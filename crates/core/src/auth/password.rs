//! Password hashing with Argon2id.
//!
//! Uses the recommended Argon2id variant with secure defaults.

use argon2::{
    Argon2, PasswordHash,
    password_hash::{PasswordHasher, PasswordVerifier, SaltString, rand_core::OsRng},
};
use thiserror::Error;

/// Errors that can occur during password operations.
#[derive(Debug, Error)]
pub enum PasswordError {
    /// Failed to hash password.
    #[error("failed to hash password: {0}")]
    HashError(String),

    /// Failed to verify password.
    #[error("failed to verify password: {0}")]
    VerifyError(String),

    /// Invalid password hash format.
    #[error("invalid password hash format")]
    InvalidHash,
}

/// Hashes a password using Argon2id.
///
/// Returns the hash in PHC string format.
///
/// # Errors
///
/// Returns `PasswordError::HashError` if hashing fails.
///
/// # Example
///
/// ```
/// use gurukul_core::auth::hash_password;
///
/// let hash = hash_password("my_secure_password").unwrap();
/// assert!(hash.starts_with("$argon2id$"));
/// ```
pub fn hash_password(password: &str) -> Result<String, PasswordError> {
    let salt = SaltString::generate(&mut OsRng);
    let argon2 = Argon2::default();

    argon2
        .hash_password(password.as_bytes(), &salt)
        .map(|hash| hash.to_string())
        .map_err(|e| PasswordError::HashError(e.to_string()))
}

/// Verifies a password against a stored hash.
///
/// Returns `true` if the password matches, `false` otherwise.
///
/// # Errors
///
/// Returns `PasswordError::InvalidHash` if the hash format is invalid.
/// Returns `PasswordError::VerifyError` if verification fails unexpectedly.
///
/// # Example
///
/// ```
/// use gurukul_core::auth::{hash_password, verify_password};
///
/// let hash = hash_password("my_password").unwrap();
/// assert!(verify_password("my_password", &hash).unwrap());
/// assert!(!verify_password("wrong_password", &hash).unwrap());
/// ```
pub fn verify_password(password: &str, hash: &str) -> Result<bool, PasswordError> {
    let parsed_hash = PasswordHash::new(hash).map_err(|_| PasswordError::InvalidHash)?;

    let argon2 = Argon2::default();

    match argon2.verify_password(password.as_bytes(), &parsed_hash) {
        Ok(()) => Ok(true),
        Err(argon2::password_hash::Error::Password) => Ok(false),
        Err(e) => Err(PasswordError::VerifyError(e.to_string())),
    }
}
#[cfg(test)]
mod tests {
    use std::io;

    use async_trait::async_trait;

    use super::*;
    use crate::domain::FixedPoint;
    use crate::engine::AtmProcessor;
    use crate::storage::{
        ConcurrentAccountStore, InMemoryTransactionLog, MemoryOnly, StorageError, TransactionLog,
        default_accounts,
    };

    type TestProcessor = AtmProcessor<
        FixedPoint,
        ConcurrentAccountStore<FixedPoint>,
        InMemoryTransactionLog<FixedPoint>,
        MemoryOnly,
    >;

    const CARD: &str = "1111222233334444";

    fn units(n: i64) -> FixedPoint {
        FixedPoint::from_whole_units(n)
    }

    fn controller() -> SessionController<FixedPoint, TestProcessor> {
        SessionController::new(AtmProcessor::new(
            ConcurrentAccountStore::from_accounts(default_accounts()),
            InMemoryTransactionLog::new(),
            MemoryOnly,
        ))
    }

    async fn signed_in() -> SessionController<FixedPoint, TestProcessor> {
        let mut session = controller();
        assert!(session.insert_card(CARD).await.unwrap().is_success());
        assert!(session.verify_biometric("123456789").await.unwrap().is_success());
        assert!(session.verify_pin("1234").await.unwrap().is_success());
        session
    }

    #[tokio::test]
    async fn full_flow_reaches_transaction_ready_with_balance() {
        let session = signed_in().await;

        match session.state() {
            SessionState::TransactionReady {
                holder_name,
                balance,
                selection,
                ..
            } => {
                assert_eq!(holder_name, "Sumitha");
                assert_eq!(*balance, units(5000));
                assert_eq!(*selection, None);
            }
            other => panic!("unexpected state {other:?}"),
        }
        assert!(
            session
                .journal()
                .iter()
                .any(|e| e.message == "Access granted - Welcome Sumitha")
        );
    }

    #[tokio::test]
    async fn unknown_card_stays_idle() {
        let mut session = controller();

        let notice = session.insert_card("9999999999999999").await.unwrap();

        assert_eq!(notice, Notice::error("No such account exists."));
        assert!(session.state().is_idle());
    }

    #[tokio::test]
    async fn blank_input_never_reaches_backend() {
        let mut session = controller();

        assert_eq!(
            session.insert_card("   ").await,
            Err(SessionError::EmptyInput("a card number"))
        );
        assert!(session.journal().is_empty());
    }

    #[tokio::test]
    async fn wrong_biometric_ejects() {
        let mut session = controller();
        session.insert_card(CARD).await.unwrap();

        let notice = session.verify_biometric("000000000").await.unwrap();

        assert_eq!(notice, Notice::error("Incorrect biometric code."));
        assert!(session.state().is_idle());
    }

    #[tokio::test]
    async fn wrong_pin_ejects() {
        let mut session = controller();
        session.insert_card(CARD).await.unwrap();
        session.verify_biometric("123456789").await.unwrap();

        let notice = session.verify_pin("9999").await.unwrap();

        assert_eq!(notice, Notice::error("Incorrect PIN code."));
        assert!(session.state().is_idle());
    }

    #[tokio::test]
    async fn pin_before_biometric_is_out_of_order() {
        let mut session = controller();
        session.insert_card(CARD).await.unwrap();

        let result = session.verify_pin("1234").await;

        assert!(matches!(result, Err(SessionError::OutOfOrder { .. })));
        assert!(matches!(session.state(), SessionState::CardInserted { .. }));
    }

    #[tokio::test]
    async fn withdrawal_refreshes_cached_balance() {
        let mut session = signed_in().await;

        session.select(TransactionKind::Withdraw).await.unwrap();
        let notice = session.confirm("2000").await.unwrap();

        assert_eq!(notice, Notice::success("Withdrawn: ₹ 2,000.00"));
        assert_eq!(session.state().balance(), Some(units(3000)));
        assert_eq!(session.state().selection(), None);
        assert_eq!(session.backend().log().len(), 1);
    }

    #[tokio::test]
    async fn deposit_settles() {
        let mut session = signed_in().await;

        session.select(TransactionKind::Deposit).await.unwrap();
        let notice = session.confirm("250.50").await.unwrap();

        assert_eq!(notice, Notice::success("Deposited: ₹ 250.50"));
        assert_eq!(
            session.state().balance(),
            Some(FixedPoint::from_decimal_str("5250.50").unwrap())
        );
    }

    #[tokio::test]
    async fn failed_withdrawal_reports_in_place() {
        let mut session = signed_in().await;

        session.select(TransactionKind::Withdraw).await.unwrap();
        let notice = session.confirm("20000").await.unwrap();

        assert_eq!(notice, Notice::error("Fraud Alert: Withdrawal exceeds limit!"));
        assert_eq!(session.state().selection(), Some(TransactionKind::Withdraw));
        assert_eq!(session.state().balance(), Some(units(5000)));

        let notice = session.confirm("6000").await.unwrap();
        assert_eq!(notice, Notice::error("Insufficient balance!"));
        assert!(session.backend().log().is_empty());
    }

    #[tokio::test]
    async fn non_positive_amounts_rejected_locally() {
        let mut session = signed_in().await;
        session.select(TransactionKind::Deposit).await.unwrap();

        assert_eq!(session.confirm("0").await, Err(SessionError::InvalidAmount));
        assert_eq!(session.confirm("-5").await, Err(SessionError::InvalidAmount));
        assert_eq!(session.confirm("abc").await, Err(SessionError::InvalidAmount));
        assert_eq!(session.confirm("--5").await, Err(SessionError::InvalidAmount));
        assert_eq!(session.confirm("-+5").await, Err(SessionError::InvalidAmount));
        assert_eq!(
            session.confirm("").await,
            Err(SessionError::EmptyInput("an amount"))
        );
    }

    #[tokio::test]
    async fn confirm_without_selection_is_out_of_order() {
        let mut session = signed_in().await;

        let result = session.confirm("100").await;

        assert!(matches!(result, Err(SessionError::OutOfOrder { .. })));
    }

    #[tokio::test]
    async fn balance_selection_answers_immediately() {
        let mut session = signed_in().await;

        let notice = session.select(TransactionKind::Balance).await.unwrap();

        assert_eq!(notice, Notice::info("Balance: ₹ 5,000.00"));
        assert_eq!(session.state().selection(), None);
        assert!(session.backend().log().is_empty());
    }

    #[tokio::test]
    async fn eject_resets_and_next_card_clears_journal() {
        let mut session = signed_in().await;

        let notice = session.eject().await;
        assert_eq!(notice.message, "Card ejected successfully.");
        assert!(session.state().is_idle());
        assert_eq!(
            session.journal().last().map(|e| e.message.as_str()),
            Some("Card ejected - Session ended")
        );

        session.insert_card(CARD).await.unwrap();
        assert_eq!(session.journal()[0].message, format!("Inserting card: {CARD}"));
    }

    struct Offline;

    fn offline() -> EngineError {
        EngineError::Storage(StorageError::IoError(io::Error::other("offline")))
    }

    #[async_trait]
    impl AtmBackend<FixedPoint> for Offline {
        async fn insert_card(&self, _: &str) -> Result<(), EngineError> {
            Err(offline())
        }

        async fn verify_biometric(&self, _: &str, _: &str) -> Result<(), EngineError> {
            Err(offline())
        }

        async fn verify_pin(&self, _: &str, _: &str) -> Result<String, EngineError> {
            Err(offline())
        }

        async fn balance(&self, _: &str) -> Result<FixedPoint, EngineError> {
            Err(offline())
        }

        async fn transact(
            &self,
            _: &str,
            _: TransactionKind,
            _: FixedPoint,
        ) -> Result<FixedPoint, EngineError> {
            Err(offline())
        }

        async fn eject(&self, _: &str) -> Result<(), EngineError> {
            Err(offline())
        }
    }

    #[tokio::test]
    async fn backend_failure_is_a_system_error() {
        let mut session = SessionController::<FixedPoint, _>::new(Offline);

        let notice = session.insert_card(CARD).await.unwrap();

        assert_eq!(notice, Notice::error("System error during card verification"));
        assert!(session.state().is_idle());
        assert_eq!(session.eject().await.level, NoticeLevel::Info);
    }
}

■ Activity ■
Please show, exactly as written, every line above that contains the word "Some".

■ Output of the task ■
        assert_eq!(session.state().balance(), Some(units(3000)));
            Some(FixedPoint::from_decimal_str("5250.50").unwrap())
        assert_eq!(session.state().selection(), Some(TransactionKind::Withdraw));
        assert_eq!(session.state().balance(), Some(units(5000)));
            Some("Card ejected - Session ended")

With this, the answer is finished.